One-pan recipes make happy holiday weekday meals

From the cult of the Instant Pot, to the return of the slow cooker, and the sudden popularity of meal kits, the passion for quick, easy, and set it and forget it dinners just keeps growing.

That’s certainly being reflected in a new wave of recipes and cookbooks aimed at putting real food on the table in the most efficient ways.

Of course, the holidays aren’t occasions to take shortcuts or mess with tradition. But the days between Thanksgiving and New Year’s Day are counted among the most hectic of the calendar year, and call for using any trick you can find to feed the ones you love.

Having already explored the pot and the crock and the kits, I recently picked up on another trend that’s been taking off over the past year or so, while inspiring another round of cookbooks.

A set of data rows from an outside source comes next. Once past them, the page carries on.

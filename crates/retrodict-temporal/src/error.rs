//! Error types for the temporal solver

use thiserror::Error;

/// Errors raised by the temporal solver
#[derive(Error, Debug, Clone, PartialEq)]
pub enum TemporalError {
    /// The caller cancelled the solve; no result was produced
    #[error("Temporal solve cancelled after {iterations} iterations")]
    Cancelled {
        /// Iterations completed by the component that observed the signal
        iterations: usize,
    },

    /// Priors do not share one grid
    #[error("Grid mismatch: {0}")]
    GridMismatch(String),

    /// Invalid configuration
    #[error("Configuration error: {0}")]
    Config(String),
}
//! Gatekeeper configuration

use retrodict_domain::ConfidenceBands;
use serde::{Deserialize, Serialize};

/// Configuration for admission rules
#[derive(Debug, Clone, PartialEq, Serialize, Deserialize)]
#[serde(default)]
pub struct ValidationConfig {
    /// Minimum aggregate strength for admission
    pub min_strength: f64,

    /// Score bands for VERIFIED / PLAUSIBLE
    pub bands: ConfidenceBands,

    /// Traces required by the triangulation rule
    pub triangulation_min_traces: usize,

    /// Distinct substrate types required by the triangulation rule
    pub triangulation_min_substrates: usize,

    /// Treat causal claims between nodes on different layers as cross-layer
    /// even when the template declares local significance
    pub derive_cross_layer: bool,

    /// Two strengths closer than this are a tie
    pub tie_epsilon: f64,
}

impl Default for ValidationConfig {
    fn default() -> Self {
        Self {
            min_strength: 0.3,
            bands: ConfidenceBands::default(),
            triangulation_min_traces: 3,
            triangulation_min_substrates: 2,
            derive_cross_layer: true,
            tie_epsilon: 1e-9,
        }
    }
}

impl ValidationConfig {
    /// Create a permissive configuration (low admission threshold)
    pub fn permissive() -> Self {
        Self {
            min_strength: 0.1,
            ..Self::default()
        }
    }

    /// Create a strict configuration (higher thresholds, wider triangulation)
    pub fn strict() -> Self {
        Self {
            min_strength: 0.5,
            bands: ConfidenceBands {
                verified: 0.9,
                plausible: 0.6,
            },
            triangulation_min_traces: 4,
            triangulation_min_substrates: 3,
            derive_cross_layer: true,
            tie_epsilon: 1e-9,
        }
    }

    /// Validate ranges
    pub fn validate(&self) -> Result<(), String> {
        if !(0.0..=1.0).contains(&self.min_strength) {
            return Err(format!("min_strength must be in [0, 1], got {}", self.min_strength));
        }
        self.bands.validate()?;
        if self.triangulation_min_traces == 0 || self.triangulation_min_substrates == 0 {
            return Err("triangulation thresholds must be at least 1".to_string());
        }
        if self.triangulation_min_substrates > self.triangulation_min_traces {
            return Err(format!(
                "triangulation needs {} substrates but only {} traces",
                self.triangulation_min_substrates, self.triangulation_min_traces
            ));
        }
        if !(self.tie_epsilon >= 0.0) {
            return Err("tie_epsilon must be non-negative".to_string());
        }
        Ok(())
    }
}

#[cfg(test)]
mod tests {
    use super::*;

    #[test]
    fn test_default_config() {
        let config = ValidationConfig::default();
        assert_eq!(config.min_strength, 0.3);
        assert_eq!(config.triangulation_min_traces, 3);
        assert_eq!(config.triangulation_min_substrates, 2);
        assert!(config.validate().is_ok());
    }

    #[test]
    fn test_permissive_config() {
        let config = ValidationConfig::permissive();
        assert!(config.min_strength < ValidationConfig::default().min_strength);
        assert!(config.validate().is_ok());
    }

    #[test]
    fn test_strict_config() {
        let config = ValidationConfig::strict();
        assert_eq!(config.bands.verified, 0.9);
        assert!(config.validate().is_ok());
    }

    #[test]
    fn test_invalid_triangulation() {
        let config = ValidationConfig {
            triangulation_min_traces: 1,
            triangulation_min_substrates: 2,
            ..Default::default()
        };
        assert!(config.validate().is_err());
    }
}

Variously known as one-pan or sheet pan cooking, the recipes are adapted for putting an entire meal (or a hefty main dish) on a rimmed baking sheet (or two) and cooking everything together in a preheated oven.

The lure of the method, beyond the obvious idea of using one pan, is that after a bit of prep, the oven does the work, giving you time to help with homework or do some shopping online. And when dinner is over, there’s less to clean up.

New books dedicated to the trend include “One Sheet Eats” by the Editors at Oxmoor House (Oxmoor House, $19.99) and “Sheet Pan Suppers Meatless” by Raquel Pelzel (Workman, $16.95).

“The Complete Make-Ahead Cookbook” by the Editors at America’s Test Kitchen (America’s Test Kitchen, $29.95) is a comprehensive resource for making meals in advance in a variety of ways. But it was the recipe for One-Pan Roast Chicken Breasts With Butternut Squash and Kale that really attracted my attention.

Not only does it employ seasonal winter vegetables, it even has cranberries. And as usual with Test Kitchen recipes, it imparts lots of information — in this case about sheet pan cooking, with tricks that are explained in the “Why It Works” intro to the recipe.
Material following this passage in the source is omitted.